Anatoma proxima

Scientific classification
- Kingdom: Animalia
- Phylum: Mollusca
- Class: Gastropoda
- Subclass: Vetigastropoda
- Order: Lepetellida
- Family: Anatomidae
- Genus: Anatoma
- Species: A. proxima
- Binomial name: Anatoma proxima (Dall, 1927)
- Synonyms: Anatoma americana Bandel, 1998; Scissurella proxima Dall, 1927;

= Anatoma proxima =

- Authority: (Dall, 1927)
- Synonyms: Anatoma americana Bandel, 1998, Scissurella proxima Dall, 1927

Species of gastropod

Anatoma proxima is a species of small sea snail, a marine gastropod mollusk in the family Scissurellidae.

==Description==
The shell grows to a length of 1.7 mm, its diameter 3 mm.

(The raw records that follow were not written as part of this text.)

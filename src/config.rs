//! Configuration types for Markdown-to-DOCX compilation.
//!
//! All compiler behaviour is controlled through [`ConversionConfig`], built
//! via its [`ConversionConfigBuilder`]. The config is constructed once at
//! entry, shared by reference through every pipeline stage and never
//! mutated mid-conversion, so the same value can drive many files in
//! parallel.

use crate::error::Md2DocxError;
use crate::pipeline::alt_text::AltTextSynthesizer;
use crate::styles::StyleMapping;
use std::fmt;
use std::sync::Arc;

/// Default vision model used for alt-text synthesis.
pub const DEFAULT_ALT_MODEL: &str = "pixtral-12b-2409";

/// Configuration for one or more Markdown-to-DOCX conversions.
///
/// # Example
/// ```rust
/// use edgequake_md2docx::ConversionConfig;
///
/// let config = ConversionConfig::builder()
///     .preserve_page_breaks(true)
///     .auto_alt(false)
///     .build()
///     .unwrap();
/// assert!(config.preserve_page_breaks);
/// ```
#[derive(Clone)]
pub struct ConversionConfig {
    /// Keep OCR per-page markers as explicit page breaks. Default: false.
    ///
    /// Page boundaries in a scanned paper are an artefact of the paper size,
    /// not of the logical structure, so by default content flows on.
    pub preserve_page_breaks: bool,

    /// Synthesise alt text for images without a caption. Default: true.
    ///
    /// When false, no call is made to the alt-text collaborator and
    /// caption-less images are marked decorative.
    pub auto_alt: bool,

    /// Collapse a first-page side-by-side author block into linear reading
    /// order. Default: true.
    pub author_grid: bool,

    /// Strip inline LaTeX notation left by the OCR step. Default: true.
    pub clean_latex: bool,

    /// Style ids for each node kind.
    pub styles: StyleMapping,

    /// Maximum picture width in inches. Range: 1.0–8.5. Default: 5.5.
    pub max_image_width_in: f32,

    /// Pre-resolved alt-text collaborator. `None` with `auto_alt` on means
    /// every caption-less image gets a positional description.
    pub alt_text: Option<Arc<dyn AltTextSynthesizer>>,
}

impl Default for ConversionConfig {
    fn default() -> Self {
        Self {
            preserve_page_breaks: false,
            auto_alt: true,
            author_grid: true,
            clean_latex: true,
            styles: StyleMapping::default(),
            max_image_width_in: 5.5,
            alt_text: None,
        }
    }
}

impl fmt::Debug for ConversionConfig {
    fn fmt(&self, f: &mut fmt::Formatter<'_>) -> fmt::Result {
        f.debug_struct("ConversionConfig")
            .field("preserve_page_breaks", &self.preserve_page_breaks)
            .field("auto_alt", &self.auto_alt)
            .field("author_grid", &self.author_grid)
            .field("clean_latex", &self.clean_latex)
            .field("styles", &self.styles)
            .field("max_image_width_in", &self.max_image_width_in)
            .field(
                "alt_text",
                &self.alt_text.as_ref().map(|_| "<dyn AltTextSynthesizer>"),
            )
            .finish()
    }
}

impl ConversionConfig {
    /// Create a new builder for `ConversionConfig`.
    pub fn builder() -> ConversionConfigBuilder {
        ConversionConfigBuilder {
            config: Self::default(),
        }
    }

    /// Whether the alt-text collaborator may be called at all.
    pub fn synthesis_enabled(&self) -> bool {
        self.auto_alt
    }
}

/// Builder for [`ConversionConfig`].
#[derive(Debug)]
pub struct ConversionConfigBuilder {
    config: ConversionConfig,
}

impl ConversionConfigBuilder {
    pub fn preserve_page_breaks(mut self, v: bool) -> Self {
        self.config.preserve_page_breaks = v;
        self
    }

    pub fn auto_alt(mut self, v: bool) -> Self {
        self.config.auto_alt = v;
        self
    }

    pub fn author_grid(mut self, v: bool) -> Self {
        self.config.author_grid = v;
        self
    }

    pub fn clean_latex(mut self, v: bool) -> Self {
        self.config.clean_latex = v;
        self
    }

    pub fn styles(mut self, styles: StyleMapping) -> Self {
        self.config.styles = styles;
        self
    }

    pub fn max_image_width_in(mut self, inches: f32) -> Self {
        self.config.max_image_width_in = inches.clamp(1.0, 8.5);
        self
    }

    pub fn alt_text(mut self, synthesizer: Arc<dyn AltTextSynthesizer>) -> Self {
        self.config.alt_text = Some(synthesizer);
        self
    }

    /// Build the configuration, validating constraints.
    pub fn build(self) -> Result<ConversionConfig, Md2DocxError> {
        let c = &self.config;
        if !(1.0..=8.5).contains(&c.max_image_width_in) {
            return Err(Md2DocxError::InvalidConfig(format!(
                "Image width must be 1.0–8.5 inches, got {}",
                c.max_image_width_in
            )));
        }
        c.styles.validate()?;
        Ok(self.config)
    }
}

(Original description) The shell is minute and white, consisting of nearly four whorls. The slit measures approximately one-fourth the length of the whorl. The suture is distinct but not deep. The posterior surface between the suture and the fasciole is marked by arcuate striations. The base is moderately convex and appears nearly smooth to the naked eye, though under magnification, a faint reticulation formed by incremental lines and subtle spiral threads becomes visible. The umbilicus is perforate. The aperture is rounded, and the columellar lip is slightly reflected.

==Distribution==
This species occurs in the Atlantic Ocean off the Southeastern coast of the US.